I just started with a pump in mid-Jan (TD2 since 1998). Choose Omnipod and am already experiencing my best control ever! My 7 day ave is 101 (my target is set at 100) with a range of 55-165 (one outlayer at 234, see below), 80% in range, 11% below, 9% above (can I go to the “flatliner” forum now??). My morning BG is right on again at 80-100. I use Humulin RU500 insulin (5x as concentrated as u100). Officially this is not approved by either Lilly or Insulet but my Endo supported it. At the time I started U500 in 2005 it was blacklisted by the FDA since there were no syringes to match that concentration of insulin. I dose and still think in terms of “normal” insulin but am very aware that I am self dosing with powerful stuff (and luckily no one around me wants to do me in as in some murder mystery plots, I’d be so easy to bump off and get off scot free!).

My MDI regime… I’ve been using RU500 about 8 years. Before finding an endo who would prescribe it I was on 6 shots/day Lantus and Humalog taking 40-90u/shot (about 350u/day if other insulins) with an A1C never better than 11%. Got down to 8% with the U500 3 shots about 22u/shot.

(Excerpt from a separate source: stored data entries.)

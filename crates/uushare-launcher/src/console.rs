//! Operator-facing console lines.
//!
//! These go to stdout and are the only output a user normally sees when
//! the OS runs the launcher. Diagnostics go through `tracing` to stderr.

use uushare_core::{Outcome, ShareError};

/// Line printed for a failed run.
pub fn failure_line(err: &ShareError) -> String {
    match err {
        ShareError::MissingInput => "No arguments passed.".to_string(),
        ShareError::MalformedPayload { .. } => "Invalid arguments.".to_string(),
        ShareError::SignatureMismatch | ShareError::UnsignedRejected => {
            "Invalid signature.".to_string()
        }
        ShareError::MissingKey => "Signed link received but no signing key is configured.".to_string(),
        ShareError::CredentialDecode(_) => "Invalid password encoding.".to_string(),
        ShareError::DocumentParse(_)
        | ShareError::NodeNotFound(_)
        | ShareError::DocumentWrite(_)
        | ShareError::Persistence { .. } => format!("Failed to update settings: {err}"),
        ShareError::Launch { .. } => format!("Failed to start uuShare: {err}"),
    }
}

pub fn starting(stripped_payload: &str) {
    println!("Starting uuShare with:");
    println!("{stripped_payload}");
}

pub fn accepted(outcome: &Outcome) {
    println!("Nick:\t{}", outcome.credential.nick);
    println!("E-mail:\t{}", outcome.credential.email);
}

pub fn failed(err: &ShareError) {
    println!("{}", failure_line(err));
}
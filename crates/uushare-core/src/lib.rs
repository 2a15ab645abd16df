//! uushare-core: deep-link protocol library for the uuShare launcher.
//!
//! Decodes `uushare:` links, verifies their HMAC-SHA256 signature, decodes
//! the password, writes the identity into the client's settings documents
//! and starts the client.

pub mod credential;
pub mod document;
pub mod error;
pub mod launch;
pub mod patcher;
pub mod payload;
pub mod pipeline;
pub mod signature;

// Re-export commonly used items at crate root.
pub use credential::{decode_password, encode_password, Credential};
pub use document::{Document, NodePath, XmlDocument};
pub use error::{ShareError, ShareResult};
pub use launch::{default_executable_name, Companion, ProcessSpawner, Spawner};
pub use patcher::SettingsPaths;
pub use payload::{decode, DeepLink, Mode, PayloadFields, SCHEME_PREFIX};
pub use pipeline::{authenticate, DeepLinkHandler, Outcome, Policy};
pub use signature::{signing_context, SigningKey, Verifier};
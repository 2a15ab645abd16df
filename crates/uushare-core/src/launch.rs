//! Starting the companion client.

use std::path::{Path, PathBuf};
use std::process::Command;

use tracing::info;

use crate::error::{ShareError, ShareResult};

/// Client executable name for the current target.
///
/// 64-bit builds start the x64 client, everything else the 32-bit one.
pub fn default_executable_name() -> &'static str {
    if cfg!(target_pointer_width = "64") {
        "ApexDC-x64.exe"
    } else {
        "ApexDC.exe"
    }
}

/// The client program and the directory it runs in.
#[derive(Debug, Clone, PartialEq, Eq)]
pub struct Companion {
    pub executable: PathBuf,
    pub working_dir: PathBuf,
}

impl Companion {
    /// Resolve `executable` against `base_dir` (absolute paths are kept).
    pub fn new(base_dir: &Path, executable: impl AsRef<Path>) -> Self {
        Self {
            executable: base_dir.join(executable),
            working_dir: base_dir.to_path_buf(),
        }
    }
}

/// Starts a process without waiting for it.
pub trait Spawner {
    fn spawn(&self, companion: &Companion) -> ShareResult<()>;
}

/// Spawns the real executable via [`std::process::Command`].
#[derive(Debug, Default, Clone, Copy)]
pub struct ProcessSpawner;

impl Spawner for ProcessSpawner {
    fn spawn(&self, companion: &Companion) -> ShareResult<()> {
        let child = Command::new(&companion.executable)
            .current_dir(&companion.working_dir)
            .spawn()
            .map_err(|source| ShareError::Launch {
                path: companion.executable.clone(),
                source,
            })?;
        info!(pid = child.id(), exe = %companion.executable.display(), "companion started");
        Ok(())
    }
}
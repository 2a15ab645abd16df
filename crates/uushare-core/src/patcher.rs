//! Applies a credential to the client's two settings documents.
//!
//! - `DCPlusPlus.xml`: text of `Settings/Nick` and `Settings/EMail`.
//! - `Favorites.xml`: `Nick`, `Email` and `Password` attributes of the
//!   first favorite hub.
//!
//! Both documents are patched in memory and staged to temporary files next
//! to their targets before either target is replaced.

use std::io::Write;
use std::path::{Path, PathBuf};

use tempfile::NamedTempFile;
use tracing::{debug, info, warn};

use crate::credential::Credential;
use crate::document::{Document, NodePath, XmlDocument};
use crate::error::{ShareError, ShareResult};

pub const GLOBAL_NICK: NodePath = NodePath::new("DCPlusPlus/Settings/Nick");
pub const GLOBAL_EMAIL: NodePath = NodePath::new("DCPlusPlus/Settings/EMail");
pub const FAVORITE_HUB: NodePath = NodePath::new("Favorites/Hubs/Hub");

pub const HUB_NICK: &str = "Nick";
pub const HUB_EMAIL: &str = "Email";
pub const HUB_PASSWORD: &str = "Password";

/// Write nick and e-mail into the global settings document.
pub fn patch_global(doc: &mut impl Document, credential: &Credential) -> ShareResult<()> {
    doc.set_text(GLOBAL_NICK, &credential.nick)?;
    doc.set_text(GLOBAL_EMAIL, &credential.email)?;
    Ok(())
}

/// Write nick, e-mail and password into the first favorite hub.
///
/// Fails if there is no hub entry. With several entries the first one is
/// patched and a warning is logged.
pub fn patch_favorites(doc: &mut impl Document, credential: &Credential) -> ShareResult<()> {
    match doc.count(FAVORITE_HUB) {
        0 => return Err(ShareError::NodeNotFound(FAVORITE_HUB.to_string())),
        1 => {}
        n => warn!(hubs = n, "several favorite hubs, patching the first"),
    }
    doc.set_attribute(FAVORITE_HUB, HUB_NICK, &credential.nick)?;
    doc.set_attribute(FAVORITE_HUB, HUB_EMAIL, &credential.email)?;
    doc.set_attribute(FAVORITE_HUB, HUB_PASSWORD, &credential.password)?;
    Ok(())
}

/// Locations of the two settings documents.
#[derive(Debug, Clone, PartialEq, Eq)]
pub struct SettingsPaths {
    pub global: PathBuf,
    pub favorites: PathBuf,
}

impl SettingsPaths {
    /// Default layout under the client's install directory.
    pub fn under(base_dir: &Path) -> Self {
        let settings = base_dir.join("Settings");
        Self {
            global: settings.join("DCPlusPlus.xml"),
            favorites: settings.join("Favorites.xml"),
        }
    }
}

/// Load, patch and save both documents.
///
/// Nothing on disk changes unless both documents load, patch and stage
/// cleanly. The final renames happen back to back; a failure between them
/// leaves the global settings updated and the favorites untouched.
pub fn apply(paths: &SettingsPaths, credential: &Credential) -> ShareResult<()> {
    let mut global = XmlDocument::load(&paths.global)?;
    patch_global(&mut global, credential)?;

    let mut favorites = XmlDocument::load(&paths.favorites)?;
    patch_favorites(&mut favorites, credential)?;

    let staged_global = stage(&paths.global, &global)?;
    let staged_favorites = stage(&paths.favorites, &favorites)?;

    commit(staged_global, &paths.global)?;
    info!(path = %paths.global.display(), "global settings updated");
    commit(staged_favorites, &paths.favorites)?;
    info!(path = %paths.favorites.display(), "favorites updated");

    Ok(())
}

fn stage(target: &Path, doc: &XmlDocument) -> ShareResult<NamedTempFile> {
    let dir = target.parent().unwrap_or_else(|| Path::new("."));
    let bytes = doc.to_bytes()?;
    let mut file = NamedTempFile::new_in(dir).map_err(|e| ShareError::persistence(dir, e))?;
    file.write_all(&bytes)
        .and_then(|_| file.as_file().sync_all())
        .map_err(|e| ShareError::persistence(file.path(), e))?;
    debug!(target = %target.display(), staged = %file.path().display(), "document staged");
    Ok(file)
}

fn commit(staged: NamedTempFile, target: &Path) -> ShareResult<()> {
    staged
        .persist(target)
        .map_err(|e| ShareError::persistence(target, e.error))?;
    Ok(())
}
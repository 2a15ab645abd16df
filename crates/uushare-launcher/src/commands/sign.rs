//! `uushare-launcher sign`: build a signed deep link with the configured key.

use anyhow::{Context, Result};
use std::time::{SystemTime, UNIX_EPOCH};
use tracing::info;
use uushare_core::{encode_password, DeepLink, Verifier};
use uushare_core::payload::{SignedPart, FIELD_DELIMITER, SCHEME_PREFIX};

use crate::config::{Config, KEY_ENV};

/// Print a signed `uushare:` link.
///
/// The nonce defaults to the current Unix time in seconds.
pub fn run(cfg: &Config, nick: &str, email: &str, password: &str, nonce: Option<&str>) -> Result<()> {
    let key = cfg
        .signing_key()
        .with_context(|| format!("no signing key: set {KEY_ENV} or [security].key"))?;

    let nonce = match nonce {
        Some(n) => n.to_string(),
        None => SystemTime::now()
            .duration_since(UNIX_EPOCH)
            .context("system clock is before the Unix epoch")?
            .as_secs()
            .to_string(),
    };

    for (name, value) in [("nick", nick), ("email", email), ("nonce", nonce.as_str())] {
        check_field(name, value)?;
    }

    let signature_hex = Verifier::new(&key).sign(nick, email, password, &nonce);
    let link = DeepLink {
        nick: nick.to_string(),
        email: email.to_string(),
        password_b64: encode_password(password),
        signature: Some(SignedPart {
            nonce,
            signature_hex,
        }),
    };

    info!(nick, "link signed");
    println!("{}", link.to_uri());
    Ok(())
}

/// Reject text the decoder would split on or strip out.
fn check_field(name: &str, value: &str) -> Result<()> {
    if value.contains(FIELD_DELIMITER) {
        anyhow::bail!("{name} must not contain '{FIELD_DELIMITER}'");
    }
    if value.contains(SCHEME_PREFIX) {
        anyhow::bail!("{name} must not contain '{SCHEME_PREFIX}'");
    }
    Ok(())
}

Then lost some weight and quit being quite as stupid about food choices and got to 2 shots/day 22-15u/dose average 30u of the U500/day w/A1Cs around 7%. Then about 18 months ago I started waking up w/BG always above 160 as high as 220. A1C went to 8.4% w/o changing much else so I talked to my GP about getting CGM since I was missing some big highs with my usual 2-3 times testing. Also talked to him about changing to one of the newer 200 or 300u insulins since my insulin usage was decreasing through the years and the U500 is expensive. He sent me to a new endo who recommended Omnipod. I researched and was throughly impressed by the pod design when a guy on youTube took one apart. Also wanted a waterproof pump and no tubing.

Things I fretted about before buying Omnipod… Once again my U500 use as listed as a “no no” so can the pump settings be done correctly? Yes, my Omnipod trainer had prior experience w/U500 clients. I googled it relentlessly and found enough detail to feel comfortable about even though nothing directly discussed it. There is one FDA trial underway for U500 in Ominpod, results due in April 2017… Do I really want to commit to PDQ carb counting with every bite? Yes, time to get serious about it and dial back the denial… Since I am not type 1, insurance said no to a CGM. Can I successfully use a pump w/o out it? This is where an Omnipod sales rep helped. CGM still requires manual finger sticks. I thought I was going to get out of that. :unamused: Yes, you can manually test and manage a pump… I had poor records. Can the insulin:carb and insulin sensitivity factors be figured out? I’m a nerd and love data but knew I had zip other than how much insulin I took a day. My CDE had a form to plug my current insulin use in and based on the excellent results I’ve seen so far, pretty much nailed the factors.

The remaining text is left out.